I recently read a piece about how certain sub-genres of horror seem to correlate with similar strata of metal music; death metal matching splatter horror, power metal comparing to action horror, etc.
As a fan, such classifications help me find the kind of horror film for which I’m in the mood, while as a writer, it helps to have some point of reference with which to promote my work — though, in the interests of being all “punk rock” and whatnot, I pay lip service to the notion of defying pigeonholery, and to seeking films and books that do the same.
Thus, I’ve attempted to compile an overview of horror’s various niches, with some illustrative examples. Almost every horror film is a crossover to some degree, of course, which is why the horror universe keeps expanding.
Italy comes to mind again, as it was a grimy fistful of mostly bad shockers that came to characterize this subgenre, using the terrifying urban legend of undiscovered cannibal tribes as a springboard for high exploitation and supreme bloodletting. In fact, long before The Blair Witch Project, Cannibal Holocaust employed an advertising campaign that implied the film contained actual footage of South American natives chowing down on hapless city folk — though an obviously staged narrative sets it up. The disgusting animal cruelty IS real however, undermining any sense of wonder that should accompany scenes meant to be accomplished through special effects craftsmanship. Hence, few films from the cycle are actually worth mentioning -or seeing. However, Eli Roth’s more recent GREEN INFERNO, meant as an “homage” to the notoriety of the 70s efforts, if not to their actual content, is both an intense upgrade of the subgenre and a razor-sharp satire.
TRIAL BY TORMENT
Given that a mainstream critic once offhandedly, and rather pompously, dismissed this genre by associating it with pornography, it’s been difficult to come up with the right term for this category; I feel this venture forces me to coin one. That said, there are entries that are entirely bereft of art, substance or grace, as my friend Paul puts it. They offer no value other than that “I watched that crazy shit!” cred. The earliest TBTs are probably the seventies-era post-Vietnam exploitation flicks that often blurred action and horror to gritty effect. Wes Craven and Steve Miner’s protest sign to the war was LAST HOUSE ON THE LEFT, which is hard to watch even today, along with Meir Zarchi’s I SPIT ON YOUR GRAVE a.k.a. DAY OF THE WOMAN. Both depicted rape and torture murder so unflinchingly that they were impossible to ignore.

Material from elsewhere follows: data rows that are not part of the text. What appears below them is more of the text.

use crate::infra::{end_of_day, InMemoryEvaluationRepository};
use apartment_compare::comparison::{CohortDefaults, ComparisonBase, MetricUnit};
use apartment_compare::error::AppError;
use apartment_compare::evaluations::{
    ComparisonReport, EvaluationCsvImporter, EvaluationId, EvaluationRecord,
    EvaluationRepository, EvaluationService, EvaluationServiceError, OwnerId,
};
use apartment_compare::scoring::{ScoringConfig, ScoringResult};
use chrono::{DateTime, Local, NaiveDate, Utc};
use clap::Args;
use serde::Serialize;
use std::io::Cursor;
use std::path::PathBuf;
use std::sync::Arc;

const DEMO_OWNER: &str = "demo-buyer";
const DEMO_SUBJECT: &str = "birch-12";
const DEMO_REFERENCE_DATE: (i32, u32, u32) = (2025, 9, 30);

const DEMO_EVALUATIONS_CSV: &str = "\
id,created_at,is_draft,address,floor_area,asking_price,final_price,monthly_fee,rooms,debt_per_sqm,cashflow_per_sqm,layout,kitchen,bathroom,surfaces,light,balcony,notes
birch-12,2025-09-27,false,Birch Street 12,62,2850000,,3150,2.5,4200,55,4,4,3,4,5,4,Top floor with afternoon sun
harbor-4,2025-09-20,false,Harbor Road 4,58,2600000,2710000,3400,2,6800,20,3,3,3,3,4,,Fee raise announced for next year
elm-7,2025-09-11,false,Elm Court 7,71,3350000,,3550,3,3100,80,4,5,4,4,4,4,
mill-21,2025-08-14,false,Mill Lane 21,49,2290000,2240000,2700,2,5200,35,3,2,2,3,3,3,Bathroom needs renovation
canal-9,2025-07-02,false,Canal Quay 9,64,3150000,,2950,3,2500,95,5,4,4,5,4,5,
oak-3,2025-09-28,true,Oak Row 3,55,2480000,,3100,2,,,3,,,,,,Viewing notes not complete
";

#[derive(Args, Debug, Default)]
pub(crate) struct DemoArgs {
    /// Comparison base to demonstrate (all, recent, similar_price, similar_size). Shows every base when omitted.
    #[arg(long)]
    pub(crate) base: Option<String>,
    /// Reference date for the "recent" base (YYYY-MM-DD). Defaults to the demo data's reference date.
    #[arg(long, value_parser = crate::infra::parse_date)]
    pub(crate) as_of: Option<NaiveDate>,
}

#[derive(Args, Debug)]
pub(crate) struct ScoreArgs {
    /// CSV export of evaluations to load
    #[arg(long)]
    pub(crate) csv: PathBuf,
    /// Id of the evaluation to score
    #[arg(long)]
    pub(crate) subject: String,
    /// Owner the imported evaluations are attributed to
    #[arg(long, default_value = "local")]
    pub(crate) owner: String,
    /// Comparison base (all, recent, similar_price, similar_size)
    #[arg(long, default_value = "all")]
    pub(crate) base: String,
    /// Window in days for the recent base
    #[arg(long)]
    pub(crate) days: Option<u32>,
    /// Tolerance in percent for the similar_price and similar_size bases
    #[arg(long)]
    pub(crate) tolerance: Option<f64>,
    /// Scoring config JSON document (defaults to the built-in weights)
    #[arg(long)]
    pub(crate) config: Option<PathBuf>,
    /// Reference date for the recent base (defaults to today)
    #[arg(long, value_parser = crate::infra::parse_date)]
    pub(crate) as_of: Option<NaiveDate>,
    /// Print the scoring result as JSON instead of a table
    #[arg(long)]
    pub(crate) json: bool,
}

pub(crate) fn run_score(args: ScoreArgs) -> Result<(), AppError> {
    let ScoreArgs {
        csv,
        subject,
        owner,
        base,
        days,
        tolerance,
        config,
        as_of,
        json,
    } = args;

    let as_of = end_of_day(as_of.unwrap_or_else(|| Local::now().date_naive()));
    let scoring_config = match config {
        Some(path) => ScoringConfig::from_path(path)?,
        None => ScoringConfig::standard(),
    };
    let defaults = CohortDefaults::default();
    let base = ComparisonBase::from_query(
        &base,
        days.unwrap_or(defaults.recent_days),
        tolerance.unwrap_or(defaults.similar_tolerance_pct),
    )?;

    let owner = OwnerId(owner);
    let records = EvaluationCsvImporter::from_path(csv, &owner, as_of)?;
    let service = service_with_records(records, scoring_config)?;

    let subject = EvaluationId(subject);
    let report = service.compare(&subject, base, as_of)?;
    let result = service.score(&subject, base, as_of)?;

    if json {
        println!("{}", to_json(&result)?);
        return Ok(());
    }

    println!("Evaluation {}", subject.0);
    render_comparison(&report);
    render_score(&result);
    Ok(())
}

pub(crate) fn run_demo(args: DemoArgs) -> Result<(), AppError> {
    let DemoArgs { base, as_of } = args;

    let reference = as_of.unwrap_or_else(demo_reference_date);
    let as_of = end_of_day(reference);
    let owner = OwnerId(DEMO_OWNER.to_string());
    let records = demo_records(&owner, as_of)?;
    let evaluated = records.iter().filter(|record| !record.is_draft).count();

    println!("Apartment comparison demo");
    println!(
        "- {} evaluations loaded for {} ({} finalized, {} draft)",
        records.len(),
        owner.0,
        evaluated,
        records.len() - evaluated
    );

    let service = service_with_records(records, ScoringConfig::standard())?;
    let subject = EvaluationId(DEMO_SUBJECT.to_string());
    let defaults = service.cohort_defaults();

    let bases = match base {
        Some(name) => vec![ComparisonBase::from_query(
            &name,
            defaults.recent_days,
            defaults.similar_tolerance_pct,
        )?],
        None => vec![
            ComparisonBase::AllOthers,
            ComparisonBase::Recent {
                days: defaults.recent_days,
            },
            ComparisonBase::SimilarPrice {
                tolerance_pct: defaults.similar_tolerance_pct,
            },
            ComparisonBase::SimilarSize {
                tolerance_pct: defaults.similar_tolerance_pct,
            },
        ],
    };

    for base in bases {
        println!();
        let report = service.compare(&subject, base, as_of)?;
        let result = service.score(&subject, base, as_of)?;
        render_comparison(&report);
        render_score(&result);
    }

    Ok(())
}

pub(crate) fn to_json<T: Serialize>(value: &T) -> Result<String, AppError> {
    serde_json::to_string_pretty(value).map_err(|err| AppError::Io(std::io::Error::from(err)))
}

fn demo_reference_date() -> NaiveDate {
    let (year, month, day) = DEMO_REFERENCE_DATE;
    NaiveDate::from_ymd_opt(year, month, day).unwrap_or_else(|| Local::now().date_naive())
}

pub(crate) fn demo_records(
    owner: &OwnerId,
    imported_at: DateTime<Utc>,
) -> Result<Vec<EvaluationRecord>, AppError> {
    let reader = Cursor::new(DEMO_EVALUATIONS_CSV.as_bytes());
    Ok(EvaluationCsvImporter::from_reader(
        reader,
        owner,
        imported_at,
    )?)
}

pub(crate) fn service_with_records(
    records: Vec<EvaluationRecord>,
    config: ScoringConfig,
) -> Result<EvaluationService<InMemoryEvaluationRepository>, AppError> {
    let repository = Arc::new(InMemoryEvaluationRepository::default());
    for record in records {
        repository
            .insert(record)
            .map_err(|err| AppError::from(EvaluationServiceError::from(err)))?;
    }
    Ok(EvaluationService::new(repository, config))
}

pub(crate) fn render_comparison(report: &ComparisonReport) {
    println!(
        "Compared against {} ({} evaluations)",
        report.base_label, report.cohort_size
    );
    if report.metrics.is_empty() {
        println!("- No comparable metrics");
        return;
    }

    for metric in &report.metrics {
        println!(
            "- {}: {} vs avg {} | best {} | worst {} | beats {}/{} ({:.0}th percentile)",
            metric.name,
            format_value(metric.subject_value, metric.unit),
            format_value(metric.average, metric.unit),
            format_value(metric.best, metric.unit),
            format_value(metric.worst, metric.unit),
            metric.better_count,
            metric.total,
            metric.effective_percentile()
        );
    }
}

pub(crate) fn render_score(result: &ScoringResult) {
    match result.total_score {
        Some(score) => println!(
            "Score {}/100 -> {}",
            score,
            result.recommendation.label()
        ),
        None => println!("Score n/a -> {}", result.recommendation.label()),
    }
    println!(
        "  {} of {} metrics scored | weight applied {:.0} of {:.0}",
        result.valid_metric_count,
        result.breakdown.len(),
        result.applied_weight,
        result.total_weight
    );

    for entry in &result.breakdown {
        match entry.outcome.score() {
            Some(score) => println!(
                "  - {} (weight {:.0}): {:.0} ({})",
                entry.name,
                entry.weight,
                score,
                entry.outcome.note()
            ),
            None => println!(
                "  - {} (weight {:.0}): {}",
                entry.name,
                entry.weight,
                entry.outcome.note()
            ),
        }
    }
}

fn format_value(value: f64, unit: MetricUnit) -> String {
    match unit {
        MetricUnit::Currency => format!("{value:.0}"),
        MetricUnit::CurrencyPerMonth => format!("{value:.0}/month"),
        MetricUnit::CurrencyPerSqm => format!("{value:.0}/m2"),
        MetricUnit::SquareMeters => format!("{value:.1} m2"),
        MetricUnit::Rating => format!("{value:.1}/5"),
    }
}

#[cfg(test)]
mod tests {
    use super::*;
    use apartment_compare::evaluations::MetricKey;

    fn demo_service() -> EvaluationService<InMemoryEvaluationRepository> {
        let owner = OwnerId(DEMO_OWNER.to_string());
        let records = demo_records(&owner, end_of_day(demo_reference_date())).expect("demo csv");
        service_with_records(records, ScoringConfig::standard()).expect("service")
    }

    #[test]
    fn demo_data_imports_every_row() {
        let owner = OwnerId(DEMO_OWNER.to_string());
        let records = demo_records(&owner, end_of_day(demo_reference_date())).expect("demo csv");

        assert_eq!(records.len(), 6);
        assert_eq!(records.iter().filter(|record| record.is_draft).count(), 1);
        assert!(records.iter().all(|record| record.owner == owner));
    }

    #[test]
    fn demo_subject_scores_against_finalized_evaluations() {
        let service = demo_service();
        let as_of = end_of_day(demo_reference_date());
        let subject = EvaluationId(DEMO_SUBJECT.to_string());

        let result = service
            .score(&subject, ComparisonBase::AllOthers, as_of)
            .expect("scores");

        assert_eq!(result.comparison_count, 4);
        assert_eq!(result.valid_metric_count, 5);
        assert!(result.total_score.is_some());
    }

    #[test]
    fn recent_base_narrows_the_demo_cohort() {
        let service = demo_service();
        let as_of = end_of_day(demo_reference_date());
        let subject = EvaluationId(DEMO_SUBJECT.to_string());

        let report = service
            .compare(&subject, ComparisonBase::Recent { days: 30 }, as_of)
            .expect("compares");

        assert_eq!(report.cohort_size, 2);
        let price = report
            .metrics
            .iter()
            .find(|metric| metric.key == MetricKey::Price)
            .expect("price ranked");
        assert_eq!(price.total, 2);
    }

    #[test]
    fn run_demo_accepts_named_base() {
        let args = DemoArgs {
            base: Some("similar_size".to_string()),
            as_of: None,
        };
        run_demo(args).expect("demo runs");
    }

    #[test]
    fn run_demo_rejects_unknown_base() {
        let args = DemoArgs {
            base: Some("cheapest".to_string()),
            as_of: None,
        };
        let err = run_demo(args).expect_err("unknown base");
        assert!(matches!(err, AppError::Comparison(_)));
    }

    #[test]
    fn json_output_failures_become_errors() {
        let mut keyed_by_pair = std::collections::HashMap::new();
        keyed_by_pair.insert((1u8, 2u8), "non-string map key");

        let err = to_json(&keyed_by_pair).expect_err("map keys must be strings");
        assert!(matches!(err, AppError::Io(_)));

        let service = demo_service();
        let result = service
            .score(
                &EvaluationId(DEMO_SUBJECT.to_string()),
                ComparisonBase::AllOthers,
                end_of_day(demo_reference_date()),
            )
            .expect("scores");
        let payload = to_json(&result).expect("scoring result serializes");
        assert!(payload.contains("\"breakdown\""));
    }

    #[test]
    fn run_score_reports_unknown_subject() {
        let path = std::env::temp_dir().join(format!(
            "apartment-compare-score-{}.csv",
            std::process::id()
        ));
        std::fs::write(&path, DEMO_EVALUATIONS_CSV).expect("write csv");

        let args = ScoreArgs {
            csv: path.clone(),
            subject: "no-such-apartment".to_string(),
            owner: "local".to_string(),
            base: "all".to_string(),
            days: None,
            tolerance: None,
            config: None,
            as_of: Some(demo_reference_date()),
            json: false,
        };
        let err = run_score(args).expect_err("missing subject");
        std::fs::remove_file(&path).ok();

        assert!(matches!(err, AppError::Evaluation(_)));
    }
}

These films are characterized by lower body counts in favor of extended scenes of abuse and dismemberment.
More recent entries include HOSTEL, CAPTIVITY, MARTYRS, FRONTIER(S), arguably the SAW films, countless remakes of the aforementioned seventies clas-sicks, and of course the TEXAS CHAIN SAW MASSACRE franchise.
We’re getting into fuzzy territory here, as found footage could be said to be more a style of filming than a subgenre. Fact remains, though, that a good 99% of FF flicks ARE horror films, and abide by their own rules and conventions — to their detriment. That said, there are great FF films, as well as great mixes of the medium with more more traditional film narrative, such as RESOLUTION, THE LAST BROADCAST and SINISTER. The biggest problem is that found footage usually can’t sustain themselves for feature-length, so you wind up with lots of padding and repetition, already a problem in such a limited structure. Hence, it’s not surprising that yet another horror-centric device; the anthology/omnibus structure, is best suited for found footage. The V/H/S series largely nails it, minus a segment or two.
1973’s THE WICKER MAN, with its paganesque trappings, is the first film that comes to mind here. Elements include but are not limited to: an ancient religion whose god(s) demand sacrifice; nature settings, and apparently, gatherings of pale folk. In THE VVITCH, the ancient religion itself is not specifically Christianity, but a more general post-Christian Abrahamism, including devil worship (as opposed to Satanism.) Weird processions, a magnetic leader, a hidden deity/devil (or at least belief in same,) the feeling of an apocalyptic End of Innocence, and heavy doses of symbolism characterize this category. CHILDREN OF THE CORN, LAIR OF THE WHITE WORM, the underrated WAKE WOOD, and I’m gonna go ahead and toss in RACE WITH THE DEVIL just because of its delicious 70s spiciness!